-- Provided material follows --

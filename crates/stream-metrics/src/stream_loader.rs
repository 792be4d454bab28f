//! Loading recorded activity streams from the data directory.
//!
//! Streams are stored per user as Strava stream JSON
//! (`streams/<user_id>/<activity_id>.json`). Activities that were only
//! exported as GPX (`gpx/<user_id>/<activity_id>.gpx`) are read as a fallback.

use std::{
    collections::BTreeSet,
    fs::{self, File},
    io::{self, BufReader},
    path::{Path, PathBuf},
};

use geo::{Distance as _, Haversine, geometry::Point};
use serde_json::Value;
use time::{OffsetDateTime, format_description::well_known::Rfc3339};
use tracing::{debug, warn};
use uuid::Uuid;

use crate::{
    errors::{MetricsError, Result},
    models::{ALTITUDE, DISTANCE, LAT, LON, StreamTable, TIME, TimeColumn},
};

/// Source of activity streams.
pub trait StreamLoader {
    /// Returns the stream sorted ascending by time, or
    /// [`MetricsError::NotFound`] if the user has no stream for the activity.
    fn load(&self, activity_id: i64, user_id: Uuid) -> Result<StreamTable>;
}

#[derive(Debug, Clone)]
pub struct FileStreamLoader {
    data_dir: PathBuf,
}

impl FileStreamLoader {
    pub fn new(data_dir: impl Into<PathBuf>) -> Self {
        Self {
            data_dir: data_dir.into(),
        }
    }

    pub fn data_dir(&self) -> &Path {
        &self.data_dir
    }

    pub fn stream_path(&self, activity_id: i64, user_id: Uuid) -> PathBuf {
        self.data_dir
            .join("streams")
            .join(user_id.to_string())
            .join(format!("{activity_id}.json"))
    }

    pub fn gpx_path(&self, activity_id: i64, user_id: Uuid) -> PathBuf {
        self.data_dir
            .join("gpx")
            .join(user_id.to_string())
            .join(format!("{activity_id}.gpx"))
    }

    /// Ids of every activity the user has a stream or GPX file for, ascending.
    pub fn activity_ids(&self, user_id: Uuid) -> Result<Vec<i64>> {
        let mut ids = BTreeSet::new();
        for (dir, extension) in [("streams", "json"), ("gpx", "gpx")] {
            let user_dir = self.data_dir.join(dir).join(user_id.to_string());
            let entries = match fs::read_dir(&user_dir) {
                Ok(entries) => entries,
                Err(e) if e.kind() == io::ErrorKind::NotFound => continue,
                Err(e) => return Err(e.into()),
            };
            for entry in entries {
                let path = entry?.path();
                if path.extension().and_then(|e| e.to_str()) != Some(extension) {
                    continue;
                }
                match path.file_stem().and_then(|s| s.to_str()).map(str::parse) {
                    Some(Ok(id)) => {
                        ids.insert(id);
                    }
                    _ => debug!("Ignoring {}", path.display()),
                }
            }
        }
        Ok(ids.into_iter().collect())
    }
}

impl StreamLoader for FileStreamLoader {
    fn load(&self, activity_id: i64, user_id: Uuid) -> Result<StreamTable> {
        let stream_path = self.stream_path(activity_id, user_id);
        if stream_path.is_file() {
            debug!("Loading stream {}", stream_path.display());
            return read_stream_json(&stream_path);
        }

        let gpx_path = self.gpx_path(activity_id, user_id);
        if gpx_path.is_file() {
            debug!("Loading GPX track {}", gpx_path.display());
            return read_gpx(&gpx_path);
        }

        Err(MetricsError::NotFound {
            activity_id,
            user_id,
        })
    }
}

/// Reads a Strava stream JSON file.
pub fn read_stream_json(path: &Path) -> Result<StreamTable> {
    let file = File::open(path)?;
    let raw: Value = serde_json::from_reader(BufReader::new(file))
        .map_err(|e| MetricsError::malformed(path, e.to_string()))?;
    parse_stream_json(raw).map_err(|message| MetricsError::malformed(path, message))
}

/// Converts parsed stream JSON into a table sorted by time.
///
/// Accepts both the keyed form (`{"time": {"data": [...]}, ...}`) and the
/// list form (`[{"type": "time", "data": [...]}, ...]`). Streams without a
/// `data` array are skipped, `latlng` is split into `lat` and `lon`, and cells
/// that are not numbers become missing values. Rows without a time cannot be
/// ordered and are dropped.
pub fn parse_stream_json(raw: Value) -> Result<StreamTable, String> {
    let streams: Vec<(String, Vec<Value>)> = match raw {
        Value::Object(map) => map
            .into_iter()
            .filter_map(|(name, stream)| stream_data(stream).map(|data| (name, data)))
            .collect(),
        Value::Array(items) => items
            .into_iter()
            .filter_map(|stream| {
                let name = stream.get("type")?.as_str()?.to_string();
                stream_data(stream).map(|data| (name, data))
            })
            .collect(),
        _ => return Err("expected an object or array of streams".to_string()),
    };

    let mut time_cells = None;
    let mut columns = Vec::new();
    for (name, data) in streams {
        match name.as_str() {
            TIME => time_cells = Some(data),
            "latlng" => {
                let (lat, lon): (Vec<_>, Vec<_>) = data.iter().map(latlng_cell).unzip();
                columns.push((LAT.to_string(), lat));
                columns.push((LON.to_string(), lon));
            }
            _ => columns.push((name, data.iter().map(numeric_cell).collect())),
        }
    }

    let len = time_cells
        .as_ref()
        .map(Vec::len)
        .or_else(|| columns.first().map(|(_, values)| values.len()))
        .unwrap_or(0);
    if let Some((name, values)) = columns.iter().find(|(_, values)| values.len() != len) {
        return Err(format!(
            "stream '{name}' has {} samples, expected {len}",
            values.len()
        ));
    }

    let Some(time_cells) = time_cells else {
        let mut table = StreamTable::with_len(len);
        for (name, values) in columns {
            table.insert_column(name, values).map_err(|e| e.to_string())?;
        }
        return Ok(table);
    };

    let (time, keep) = parse_time_cells(&time_cells)?;
    let dropped = keep.iter().filter(|&&k| !k).count();
    if dropped > 0 {
        warn!("Dropping {dropped} samples without a time");
    }

    let mut table = StreamTable::from_time(time);
    for (name, values) in columns {
        let values = if dropped > 0 {
            crate::models::select_rows(&values, &keep)
        } else {
            values
        };
        table.insert_column(name, values).map_err(|e| e.to_string())?;
    }
    Ok(table.sorted_by_time())
}

fn stream_data(stream: Value) -> Option<Vec<Value>> {
    match stream {
        Value::Object(mut fields) => match fields.remove("data") {
            Some(Value::Array(data)) => Some(data),
            _ => None,
        },
        _ => None,
    }
}

fn numeric_cell(cell: &Value) -> Option<f64> {
    match cell {
        Value::Number(n) => n.as_f64(),
        Value::Bool(b) => Some(if *b { 1.0 } else { 0.0 }),
        _ => None,
    }
}

fn latlng_cell(cell: &Value) -> (Option<f64>, Option<f64>) {
    match cell.as_array().map(Vec::as_slice) {
        Some([lat, lon]) => (lat.as_f64(), lon.as_f64()),
        _ => (None, None),
    }
}

/// Parses time cells as elapsed seconds or RFC 3339 timestamps, whichever the
/// first present cell is. Returns the present times and a keep-mask over the
/// input cells.
fn parse_time_cells(cells: &[Value]) -> Result<(TimeColumn, Vec<bool>), String> {
    let absolute = matches!(cells.iter().find(|c| !c.is_null()), Some(Value::String(_)));

    if absolute {
        let parsed = cells
            .iter()
            .map(|cell| match cell {
                Value::String(s) => OffsetDateTime::parse(s, &Rfc3339)
                    .map(Some)
                    .map_err(|e| format!("invalid timestamp '{s}': {e}")),
                Value::Null => Ok(None),
                other => Err(format!("expected a timestamp, got {other}")),
            })
            .collect::<Result<Vec<_>, _>>()?;
        let keep = parsed.iter().map(Option::is_some).collect();
        Ok((TimeColumn::Absolute(parsed.into_iter().flatten().collect()), keep))
    } else {
        let parsed: Vec<Option<f64>> = cells.iter().map(Value::as_f64).collect();
        let keep = parsed.iter().map(Option::is_some).collect();
        Ok((TimeColumn::Elapsed(parsed.into_iter().flatten().collect()), keep))
    }
}

/// Reads a GPX track into a stream with absolute times, position, altitude
/// and cumulative distance. Points without a timestamp are skipped unless the
/// track has no timestamps at all.
pub fn read_gpx(path: &Path) -> Result<StreamTable> {
    let file = File::open(path)?;
    let gpx = gpx::read(BufReader::new(file))
        .map_err(|e| MetricsError::GpxParsing(format!("{}: {e}", path.display())))?;

    let points: Vec<&gpx::Waypoint> = gpx
        .tracks
        .iter()
        .flat_map(|track| &track.segments)
        .flat_map(|seg| &seg.points)
        .collect();
    let timed = points.iter().any(|pt| pt.time.is_some());

    let mut times = Vec::new();
    let mut lat = Vec::new();
    let mut lon = Vec::new();
    let mut altitude = Vec::new();
    let mut distance = Vec::new();
    let mut total_distance = 0.0;
    let mut last_point: Option<Point> = None;

    for pt in points {
        if timed {
            let Some(time) = pt.time else {
                continue;
            };
            times.push(OffsetDateTime::from(time));
        }
        total_distance += last_point.map_or(0.0, |prev| Haversine.distance(prev, pt.point()));
        last_point = Some(pt.point());

        lat.push(Some(pt.point().y()));
        lon.push(Some(pt.point().x()));
        altitude.push(pt.elevation);
        distance.push(Some(total_distance));
    }

    let mut table = if timed {
        StreamTable::from_time(TimeColumn::Absolute(times))
    } else {
        StreamTable::with_len(lat.len())
    };
    table.insert_column(LAT, lat)?;
    table.insert_column(LON, lon)?;
    table.insert_column(DISTANCE, distance)?;
    if altitude.iter().any(Option::is_some) {
        table.insert_column(ALTITUDE, altitude)?;
    }
    Ok(table.sorted_by_time())
}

-- Provided material concluded --

▶ [About this exercise] One inclusive range is required: first line of the data through the line containing "user_dir = self.data_dir.join(dir).join(user_id.to_string());". Set it down exactly and output nothing else.

▶ [Task response]
filename crates/stream-metrics/src/stream_loader.rs
repository 792be4d454bab28f
//! Loading recorded activity streams from the data directory.
//!
//! Streams are stored per user as Strava stream JSON
//! (`streams/<user_id>/<activity_id>.json`). Activities that were only
//! exported as GPX (`gpx/<user_id>/<activity_id>.gpx`) are read as a fallback.

use std::{
    collections::BTreeSet,
    fs::{self, File},
    io::{self, BufReader},
    path::{Path, PathBuf},
};

use geo::{Distance as _, Haversine, geometry::Point};
use serde_json::Value;
use time::{OffsetDateTime, format_description::well_known::Rfc3339};
use tracing::{debug, warn};
use uuid::Uuid;

use crate::{
    errors::{MetricsError, Result},
    models::{ALTITUDE, DISTANCE, LAT, LON, StreamTable, TIME, TimeColumn},
};

/// Source of activity streams.
pub trait StreamLoader {
    /// Returns the stream sorted ascending by time, or
    /// [`MetricsError::NotFound`] if the user has no stream for the activity.
    fn load(&self, activity_id: i64, user_id: Uuid) -> Result<StreamTable>;
}

#[derive(Debug, Clone)]
pub struct FileStreamLoader {
    data_dir: PathBuf,
}

impl FileStreamLoader {
    pub fn new(data_dir: impl Into<PathBuf>) -> Self {
        Self {
            data_dir: data_dir.into(),
        }
    }

    pub fn data_dir(&self) -> &Path {
        &self.data_dir
    }

    pub fn stream_path(&self, activity_id: i64, user_id: Uuid) -> PathBuf {
        self.data_dir
            .join("streams")
            .join(user_id.to_string())
            .join(format!("{activity_id}.json"))
    }

    pub fn gpx_path(&self, activity_id: i64, user_id: Uuid) -> PathBuf {
        self.data_dir
            .join("gpx")
            .join(user_id.to_string())
            .join(format!("{activity_id}.gpx"))
    }

    /// Ids of every activity the user has a stream or GPX file for, ascending.
    pub fn activity_ids(&self, user_id: Uuid) -> Result<Vec<i64>> {
        let mut ids = BTreeSet::new();
        for (dir, extension) in [("streams", "json"), ("gpx", "gpx")] {
            let user_dir = self.data_dir.join(dir).join(user_id.to_string());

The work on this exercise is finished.